Exercise objective: All lines in the records below that hold "cookies" are to be shown.

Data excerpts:
//! Field filtering and redaction.
//!
//! The engine walks a name/value collection and applies a two-tier filter:
//! an exact-name lookup first, then regex rules in declaration order. A
//! matched field is either discarded (empty replacement) or has its whole
//! value replaced; values are never partially redacted. A literal rule with
//! an empty name suppresses the entire collection.
//!
//! # Example
//!
//! ```
//! use logscrub::config::FilterRule;
//! use logscrub::filter::{CollectionRedactor, FilterSet};
//!
//! let set = FilterSet::compile(&[
//!     FilterRule::discard("AUTH_PASSWORD"),
//!     FilterRule::regex("X_SECRET_.*", "***"),
//! ])
//! .unwrap();
//!
//! let redactor = CollectionRedactor::new(&set);
//! let filtered = redactor.apply(&[
//!     ("AUTH_PASSWORD".to_string(), "123".to_string()),
//!     ("AUTH_TYPE".to_string(), "Forms".to_string()),
//! ]);
//! assert_eq!(filtered.len(), 1);
//! assert_eq!(filtered[0].name, "AUTH_TYPE");
//! ```

mod redactor;
mod set;

pub use redactor::{fetch_or_sentinel, passthrough, CollectionRedactor, COLLECTION_ERROR_KEY};
pub use set::FilterSet;

use regex::RegexBuilder;

use crate::config::FilterSettings;
use crate::error::{Error, Result};

/// The compiled, immutable form of one [`FilterSettings`].
///
/// Rebuilt wholesale whenever the owning configuration is replaced and
/// shared behind an `Arc`; concurrent readers always see one complete
/// generation, never a partially rebuilt mix.
#[derive(Debug, Default)]
pub struct CompiledFilters {
    /// Filter set for server variables.
    pub server_vars: FilterSet,
    /// Filter set for form fields.
    pub form: FilterSet,
    /// Filter set for cookies.
    pub cookies: FilterSet,
    /// Filter set for request headers.
    pub headers: FilterSet,
    /// Include pattern for exception data keys, if configured.
    pub data_include: Option<regex::Regex>,
    /// Append the current call-stack trace to exception details.
    pub append_full_stack_trace: bool,
}

impl CompiledFilters {
    /// Compile a settings object into its matching structures.
    ///
    /// # Errors
    ///
    /// Returns [`Error::InvalidFilterPattern`] if any regex rule or the data
    /// include pattern fails to compile. Compilation fails as a whole so a
    /// misconfigured enricher is rejected at setup.
    pub fn from_settings(settings: &FilterSettings) -> Result<Self> {
        let data_include = match settings.data_include_pattern.as_deref() {
            Some(pattern) if !pattern.is_empty() => Some(
                RegexBuilder::new(pattern)
                    .case_insensitive(true)
                    .dot_matches_new_line(true)
                    .build()
                    .map_err(|source| Error::InvalidFilterPattern {
                        pattern: pattern.to_string(),
                        source,
                    })?,
            ),
            _ => None,
        };

        Ok(Self {
            server_vars: FilterSet::compile(&settings.server_var_filters)?,
            form: FilterSet::compile(&settings.form_filters)?,
            cookies: FilterSet::compile(&settings.cookie_filters)?,
            headers: FilterSet::compile(&settings.header_filters)?,
            data_include,
            append_full_stack_trace: settings.append_full_stack_trace,
        })
    }
}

Output of the task:
    /// Filter set for cookies.
    pub cookies: FilterSet,
            cookies: FilterSet::compile(&settings.cookie_filters)?,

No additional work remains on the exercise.